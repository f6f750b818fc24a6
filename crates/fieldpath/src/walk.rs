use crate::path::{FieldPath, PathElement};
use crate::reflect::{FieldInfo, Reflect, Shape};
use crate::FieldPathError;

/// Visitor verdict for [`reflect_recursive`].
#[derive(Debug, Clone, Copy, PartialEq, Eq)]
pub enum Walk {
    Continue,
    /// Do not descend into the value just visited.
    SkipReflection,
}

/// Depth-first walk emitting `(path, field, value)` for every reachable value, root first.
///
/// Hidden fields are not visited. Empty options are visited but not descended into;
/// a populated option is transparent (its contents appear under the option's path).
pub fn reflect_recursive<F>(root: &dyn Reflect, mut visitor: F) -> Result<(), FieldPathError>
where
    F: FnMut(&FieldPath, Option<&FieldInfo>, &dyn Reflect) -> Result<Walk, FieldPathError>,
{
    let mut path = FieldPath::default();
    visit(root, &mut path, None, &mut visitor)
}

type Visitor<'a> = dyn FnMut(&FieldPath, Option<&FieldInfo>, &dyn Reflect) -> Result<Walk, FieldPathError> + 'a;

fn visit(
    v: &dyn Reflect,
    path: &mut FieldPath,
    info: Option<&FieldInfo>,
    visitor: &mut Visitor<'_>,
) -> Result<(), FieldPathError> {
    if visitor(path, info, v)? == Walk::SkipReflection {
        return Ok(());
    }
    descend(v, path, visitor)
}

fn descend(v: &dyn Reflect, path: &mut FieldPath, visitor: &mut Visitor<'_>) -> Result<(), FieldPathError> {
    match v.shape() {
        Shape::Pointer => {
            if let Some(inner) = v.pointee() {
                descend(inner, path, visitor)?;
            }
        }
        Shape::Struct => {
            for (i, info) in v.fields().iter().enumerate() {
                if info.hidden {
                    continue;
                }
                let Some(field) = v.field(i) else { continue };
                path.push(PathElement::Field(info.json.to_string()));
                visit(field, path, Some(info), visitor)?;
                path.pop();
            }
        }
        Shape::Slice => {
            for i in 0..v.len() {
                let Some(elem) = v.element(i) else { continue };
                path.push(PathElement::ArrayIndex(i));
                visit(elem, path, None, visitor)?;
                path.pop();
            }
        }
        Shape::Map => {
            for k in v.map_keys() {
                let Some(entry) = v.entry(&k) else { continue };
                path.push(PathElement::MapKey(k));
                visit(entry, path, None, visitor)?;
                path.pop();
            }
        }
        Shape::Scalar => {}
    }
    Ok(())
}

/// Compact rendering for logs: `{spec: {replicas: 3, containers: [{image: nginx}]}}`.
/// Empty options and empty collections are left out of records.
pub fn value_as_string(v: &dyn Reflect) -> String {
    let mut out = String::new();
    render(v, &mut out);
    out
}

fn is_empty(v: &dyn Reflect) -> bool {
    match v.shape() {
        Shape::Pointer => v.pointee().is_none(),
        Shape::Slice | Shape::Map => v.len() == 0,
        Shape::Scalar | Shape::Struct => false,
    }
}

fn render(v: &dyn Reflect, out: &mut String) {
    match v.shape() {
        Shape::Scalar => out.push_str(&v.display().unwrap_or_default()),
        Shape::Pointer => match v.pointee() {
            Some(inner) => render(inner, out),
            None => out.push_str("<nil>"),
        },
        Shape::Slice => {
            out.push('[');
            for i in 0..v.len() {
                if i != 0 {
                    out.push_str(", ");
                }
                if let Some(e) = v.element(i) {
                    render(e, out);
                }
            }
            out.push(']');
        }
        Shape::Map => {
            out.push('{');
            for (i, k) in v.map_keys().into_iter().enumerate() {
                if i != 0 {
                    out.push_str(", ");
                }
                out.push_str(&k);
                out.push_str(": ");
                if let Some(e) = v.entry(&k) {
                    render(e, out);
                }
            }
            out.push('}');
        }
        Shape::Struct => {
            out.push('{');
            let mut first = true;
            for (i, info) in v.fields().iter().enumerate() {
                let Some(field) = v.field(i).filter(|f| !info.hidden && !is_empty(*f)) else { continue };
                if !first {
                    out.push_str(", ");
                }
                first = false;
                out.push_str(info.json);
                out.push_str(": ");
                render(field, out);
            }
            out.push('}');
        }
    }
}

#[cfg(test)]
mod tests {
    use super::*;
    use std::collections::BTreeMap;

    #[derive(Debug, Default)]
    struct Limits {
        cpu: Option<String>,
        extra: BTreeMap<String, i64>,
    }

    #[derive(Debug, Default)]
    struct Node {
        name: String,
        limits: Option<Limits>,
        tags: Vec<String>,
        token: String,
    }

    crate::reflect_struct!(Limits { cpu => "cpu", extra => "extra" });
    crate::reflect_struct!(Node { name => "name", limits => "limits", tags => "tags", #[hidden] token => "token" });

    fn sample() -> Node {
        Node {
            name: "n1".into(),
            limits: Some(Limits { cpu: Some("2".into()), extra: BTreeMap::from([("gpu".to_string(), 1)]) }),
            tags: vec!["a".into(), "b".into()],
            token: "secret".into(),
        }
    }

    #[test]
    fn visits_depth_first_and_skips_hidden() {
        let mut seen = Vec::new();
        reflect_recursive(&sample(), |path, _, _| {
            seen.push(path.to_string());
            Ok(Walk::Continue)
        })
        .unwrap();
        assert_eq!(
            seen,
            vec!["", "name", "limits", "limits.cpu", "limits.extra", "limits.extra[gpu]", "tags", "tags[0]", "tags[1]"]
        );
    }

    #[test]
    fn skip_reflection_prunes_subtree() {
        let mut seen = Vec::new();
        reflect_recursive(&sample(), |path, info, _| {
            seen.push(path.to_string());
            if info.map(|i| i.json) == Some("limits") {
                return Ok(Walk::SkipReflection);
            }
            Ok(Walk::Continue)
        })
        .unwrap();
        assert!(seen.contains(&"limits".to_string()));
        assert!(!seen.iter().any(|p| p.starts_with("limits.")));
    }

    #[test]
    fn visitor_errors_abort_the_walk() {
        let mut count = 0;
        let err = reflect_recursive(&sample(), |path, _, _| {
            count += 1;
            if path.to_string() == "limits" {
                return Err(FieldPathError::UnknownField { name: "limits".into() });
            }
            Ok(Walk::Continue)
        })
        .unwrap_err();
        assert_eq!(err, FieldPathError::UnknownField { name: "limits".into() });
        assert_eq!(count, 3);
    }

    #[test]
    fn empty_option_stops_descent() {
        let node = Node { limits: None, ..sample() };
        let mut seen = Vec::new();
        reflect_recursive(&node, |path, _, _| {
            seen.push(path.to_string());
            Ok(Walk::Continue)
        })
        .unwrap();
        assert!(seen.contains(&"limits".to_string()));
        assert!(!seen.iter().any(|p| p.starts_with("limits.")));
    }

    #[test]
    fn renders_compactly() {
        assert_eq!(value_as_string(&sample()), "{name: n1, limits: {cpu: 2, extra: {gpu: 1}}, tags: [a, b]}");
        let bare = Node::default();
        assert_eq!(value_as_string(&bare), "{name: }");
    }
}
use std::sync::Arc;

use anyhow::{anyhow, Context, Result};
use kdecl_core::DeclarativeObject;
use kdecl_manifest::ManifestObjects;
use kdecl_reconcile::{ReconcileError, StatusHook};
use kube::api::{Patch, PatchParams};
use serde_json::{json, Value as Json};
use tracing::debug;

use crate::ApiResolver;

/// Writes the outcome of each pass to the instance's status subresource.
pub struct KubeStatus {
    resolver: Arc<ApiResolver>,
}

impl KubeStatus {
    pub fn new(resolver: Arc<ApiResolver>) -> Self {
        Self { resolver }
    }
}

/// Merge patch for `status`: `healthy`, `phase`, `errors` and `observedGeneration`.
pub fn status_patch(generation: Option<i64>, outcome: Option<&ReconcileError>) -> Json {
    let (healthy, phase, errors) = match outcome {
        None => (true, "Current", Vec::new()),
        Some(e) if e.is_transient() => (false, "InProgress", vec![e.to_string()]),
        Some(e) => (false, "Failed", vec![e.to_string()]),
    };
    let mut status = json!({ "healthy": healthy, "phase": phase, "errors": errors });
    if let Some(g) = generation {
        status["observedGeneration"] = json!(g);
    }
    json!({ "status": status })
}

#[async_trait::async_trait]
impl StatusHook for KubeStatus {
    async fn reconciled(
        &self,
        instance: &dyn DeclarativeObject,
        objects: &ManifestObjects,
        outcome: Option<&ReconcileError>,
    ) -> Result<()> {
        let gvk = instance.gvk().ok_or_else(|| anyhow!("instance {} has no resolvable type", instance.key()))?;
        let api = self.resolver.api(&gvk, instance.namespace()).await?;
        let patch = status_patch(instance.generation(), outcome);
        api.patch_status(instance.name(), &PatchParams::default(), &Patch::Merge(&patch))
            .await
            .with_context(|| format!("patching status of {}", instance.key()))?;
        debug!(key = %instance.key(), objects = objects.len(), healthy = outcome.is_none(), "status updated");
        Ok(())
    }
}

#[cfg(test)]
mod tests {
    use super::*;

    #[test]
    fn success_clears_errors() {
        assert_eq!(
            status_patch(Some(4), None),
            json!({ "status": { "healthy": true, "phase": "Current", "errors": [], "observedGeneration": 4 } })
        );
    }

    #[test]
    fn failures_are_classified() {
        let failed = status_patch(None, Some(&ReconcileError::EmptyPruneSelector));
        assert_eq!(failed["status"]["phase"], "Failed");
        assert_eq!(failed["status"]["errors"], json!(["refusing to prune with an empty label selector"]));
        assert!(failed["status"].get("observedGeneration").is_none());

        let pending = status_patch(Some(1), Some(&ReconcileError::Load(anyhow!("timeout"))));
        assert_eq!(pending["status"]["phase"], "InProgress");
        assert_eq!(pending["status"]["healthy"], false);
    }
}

What the task asks: State how many lines in the entries hold "StatusHook". Nothing should come before or after the number.

Answer for the task: 2